#137 Advanced Python testing and big-time diffs
Python Bytes - A podcast by Michael Kennedy and Brian Okken - Mondays
   Categories:
Sponsored by Rollbar: https://pythonbytes.fm/rollbar
Brian #1: Comparing the Same Project in Rust, Haskell, C++, Python, Scala and OCaml
- Tristan Hume, writing about a university project
 - Teams of up to 3 people, multi month, write a Java to x86 compiler in language of choice
 - Needed to pass both known and unknown tests.
 - Secret tests to be run after submission encouraged teams to add more testing than provided.
 - Nothing but standard libraries, and no parsing libraries, even if in standard.
 - Lines of  code
- Rust baseline
 - Haskell: 1-1.6x
 - C++: 1.4x
 - Rust (another team): 3x
 - Scala: 0.7 x
 - OCaml: 1-1.6x
 - Python: about half the size
 
 - Python version
- one person
 - used metaprogramming
 - more extra features than any other team
 - passed all public and secret tests
 
 
Michael #2 : Pylustrator is a program to style your matplotlib plots
- via Len Wanger
 - Pylustrator is a program to style your matplotlib plots for publication.
 - Subplots can be resized and dragged around by the mouse, text and annotations can be added.
 - Changes can be saved to the initial plot file as python code.
 
Brian #3: MongoDB 4.2
- Distributed Transactions
- extends multi-document ACID transactions across documents, collections, dbs in a replica set, and sharded cluster.
 
 - Field Level Encryption
- encryption done on client side
 - satisfies GDPR by allowing customer key destruction rendering server data on customer useless.
 - system administration can be done with no exposure to private data
 
 
Michael #4: Deep Difference and search of any Python object/data
- via François Leblanc
 - DeepDiff: Deep Difference of dictionaries, iterables, strings and other objects. It will recursively look for all the changes.
 - Lots of nice touches:
- List difference ignoring order or duplicates
 - Report repetitions
 - Exclude certain types from comparison
 - Exclude part of your object tree from comparison
 - Significant Digits
 
 - DeepSearch: Search for objects within other objects.

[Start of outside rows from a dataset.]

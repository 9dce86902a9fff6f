//! Data-plane core: storage engines and shared value machinery for
//! every AWS-dialect service the emulator exposes.
//!
//! This crate has no knowledge of HTTP, ports, or wire dialects — that
//! lives one layer up in `aws-control-core`. It owns persistence (one
//! `StorageEngine` per process, SQLite-backed, via [`storage`]), the
//! in-memory engines that are deliberately non-persisted ([`queue`],
//! [`pubsub`], [`eventbus`]), the value codec and expression language
//! shared by the KV engine and the workflow interpreter ([`codec`],
//! [`path`], [`expr`]), and the event propagation fabric ([`fabric`])
//! that lets every engine invoke a function without depending on the
//! function runtime directly.

pub mod codec;
pub mod config;
pub mod error;
pub mod eventbus;
pub mod expr;
pub mod fabric;
pub mod path;
pub mod pubsub;
pub mod queue;
pub mod storage;

pub use config::{Config, IamMode};
pub use error::{EmulatorError, Result};
pub use storage::StorageEngine;
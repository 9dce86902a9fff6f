use std::collections::HashMap;

/// Parse AWS Query protocol string (x-www-form-urlencoded)
pub fn parse_query_string(query: &str) -> HashMap<String, String> {
    let mut params = HashMap::new();
    for pair in query.split('&') {
        let mut parts = pair.splitn(2, '=');
        if let (Some(key), Some(value)) = (parts.next(), parts.next()) {
            // value might be url encoded, but for now simple string
            // In a real impl, decode percent encoding
            let decoded_value = percent_encoding::percent_decode_str(value).decode_utf8_lossy().to_string();
            params.insert(key.to_string(), decoded_value);
        }
    }
    params
}
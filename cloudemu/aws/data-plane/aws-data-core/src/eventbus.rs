//! Event bus dispatch (component G, event-bus half): matches an
//! incoming event against every enabled rule on its bus using the
//! EventBridge content-filter dialect (exact match, numeric `{"numeric":
//! [...]}`, prefix `{"prefix": "..."}`, `{"exists": true/false}`, and
//! `{"anything-but": ...}` at any nesting depth of the pattern), then
//! hands matches to [`crate::fabric`] for delivery.
//!
//! Pure matching logic lives here with no storage dependency so it can
//! be unit tested directly against JSON fixtures.

use serde_json::Value;

/// Does `event` satisfy `pattern`? Both are plain JSON objects; keys
/// present in the pattern but absent from the event never match
/// (including under `"exists": false`, which is the one case that
/// inverts that rule).
pub fn matches_pattern(pattern: &Value, event: &Value) -> bool {
    let (Some(pattern), Some(event)) = (pattern.as_object(), event.as_object()) else { return false };
    pattern.iter().all(|(key, matcher)| match_field(matcher, event.get(key)))
}

fn match_field(matcher: &Value, event_value: Option<&Value>) -> bool {
    match matcher {
        Value::Array(rules) => rules.iter().any(|rule| match_rule(rule, event_value)),
        Value::Object(nested) => {
            let Some(Value::Object(event_obj)) = event_value else { return false };
            nested.iter().all(|(k, v)| match_field(v, event_obj.get(k)))
        }
        other => event_value.map(|v| v == other).unwrap_or(false),
    }
}

fn match_rule(rule: &Value, event_value: Option<&Value>) -> bool {
    match rule {
        Value::Object(obj) if obj.contains_key("exists") => {
            let want_exists = obj.get("exists").and_then(Value::as_bool).unwrap_or(true);
            want_exists == event_value.is_some()
        }
        Value::Object(obj) if obj.contains_key("prefix") => {
            let prefix = obj.get("prefix").and_then(Value::as_str).unwrap_or("");
            event_value.and_then(Value::as_str).map(|s| s.starts_with(prefix)).unwrap_or(false)
        }
        Value::Object(obj) if obj.contains_key("anything-but") => {
            let excluded = obj.get("anything-but").unwrap();
            match (excluded, event_value) {
                (Value::Array(excl), Some(v)) => !excl.iter().any(|e| e == v),
                (excl, Some(v)) => excl != v,
                (_, None) => false,
            }
        }
        Value::Object(obj) if obj.contains_key("numeric") => {
            let Some(Value::Array(ops)) = obj.get("numeric") else { return false };
            let Some(n) = event_value.and_then(Value::as_f64) else { return false };
            match_numeric(ops, n)
        }
        other => event_value.map(|v| v == other).unwrap_or(false),
    }
}

fn match_numeric(ops: &[Value], n: f64) -> bool {
    let mut i = 0;
    while i + 1 < ops.len() {
        let op = ops[i].as_str().unwrap_or("");
        let Some(bound) = ops[i + 1].as_f64() else { return false };
        let ok = match op {
            "=" => (n - bound).abs() < f64::EPSILON,
            ">" => n > bound,
            ">=" => n >= bound,
            "<" => n < bound,
            "<=" => n <= bound,
            _ => false,
        };
        if !ok {
            return false;
        }
        i += 2;
    }
    true
}

#[cfg(test)]
mod tests {
    use super::*;
    use serde_json::json;

    #[test]
    fn exact_match_on_nested_detail() {
        let pattern = json!({"source": ["app"], "detail": {"kind": ["order.created"]}});
        let event = json!({"source": "app", "detail": {"kind": "order.created", "id": 1}});
        assert!(matches_pattern(&pattern, &event));
    }

    #[test]
    fn prefix_and_exists_and_anything_but() {
        let pattern = json!({
            "detail": {
                "path": [{"prefix": "/orders/"}],
                "user": [{"exists": true}],
                "status": [{"anything-but": "deleted"}]
            }
        });
        let ok = json!({"detail": {"path": "/orders/42", "user": "alice", "status": "active"}});
        assert!(matches_pattern(&pattern, &ok));

        let bad = json!({"detail": {"path": "/carts/42", "user": "alice", "status": "active"}});
        assert!(!matches_pattern(&pattern, &bad));
    }

    #[test]
    fn numeric_range() {
        let pattern = json!({"detail": {"amount": [{"numeric": [">", 0, "<=", 100]}]}});
        assert!(matches_pattern(&pattern, &json!({"detail": {"amount": 50}})));
        assert!(!matches_pattern(&pattern, &json!({"detail": {"amount": 150}})));
    }

    #[test]
    fn missing_field_never_matches_unless_exists_false() {
        let pattern = json!({"detail": {"x": ["y"]}});
        assert!(!matches_pattern(&pattern, &json!({"detail": {}})));

        let exists_false = json!({"detail": {"x": [{"exists": false}]}});
        assert!(matches_pattern(&exists_false, &json!({"detail": {}})));
    }
}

 - DeepHash: Hash of ANY python object based on its contents even if the object is not considered hashable! DeepHash is supposed to be deterministic in order to make sure 2 objects that contain the same data, produce the same hash.
 
Brian #5: Advanced Python Testing
- Josh Peak
 - “This article is mostly for me to process my thoughts but also to pave a path for anyone that wants to follow a similar journey on some more advanced python testing topics.”
 - Learning journey (including some great podcasts and an awesome book on testing)
 - Testing tools
- basic test structure
 - adding black to testing with pytest-black
 - linting with pylint
- including a very cool speed up trick to only lint modified files.
 
 - flake8, including docstring checking
 - tox.ini modifications
 - code coverage goals and how to ratchet up to that goal with 
--cov-fail-under- cool learning: “Increase code coverage by testing more code OR deleting code.”
 
 - fixtures for database connections
 - utilizing mocks, spies, stubs, and monkey patches, including 
pytest-mock pytest-vcrto save network interactions and replay them in future test runs, resulting in a 10x speedup.
 - Lots of links and tangents possible from this article.
 
Michael #6: Understanding Python's del
- via Kevin Buchs
 - Official docs
 - General confusion of what this does
 - Looks like memory management, and it mostly isn’t
 - Primary use: remove an item from a list given its index instead of its value or from a dictionary given its key: 
del person['profession'] # person is a dict - del statement can also be used to remove slices from a list 
del lst[2:4] - del can also be used to delete entire variables: 
del variable - Recently covered how The CPython Bytecode Compiler is Dumb. Proactive dels could help.
 
Extras
Michael:
- Pynsource: Reverse engineer Python source code into UML diagrams (via Anders Klint)
 - Language Bar chart race (via Josh Thurston)
 - My Local maximum appearance.
 
Jokes
Optimist: The glass is half full. Pessimist: The glass is half empty. Programmer: The glass is twice as large as necessary.
Pragmatist: allowing room for requirements oversights, scope creep, and schedule overrun.
From “The Upside” with Kevin Hart and Bryan Cranston (watched it last night): K: Would you invest in [HTML_REMOVED]? B: That seems too niche. K: What’s “niche” mean? B: It’s the girl version of “nephew”.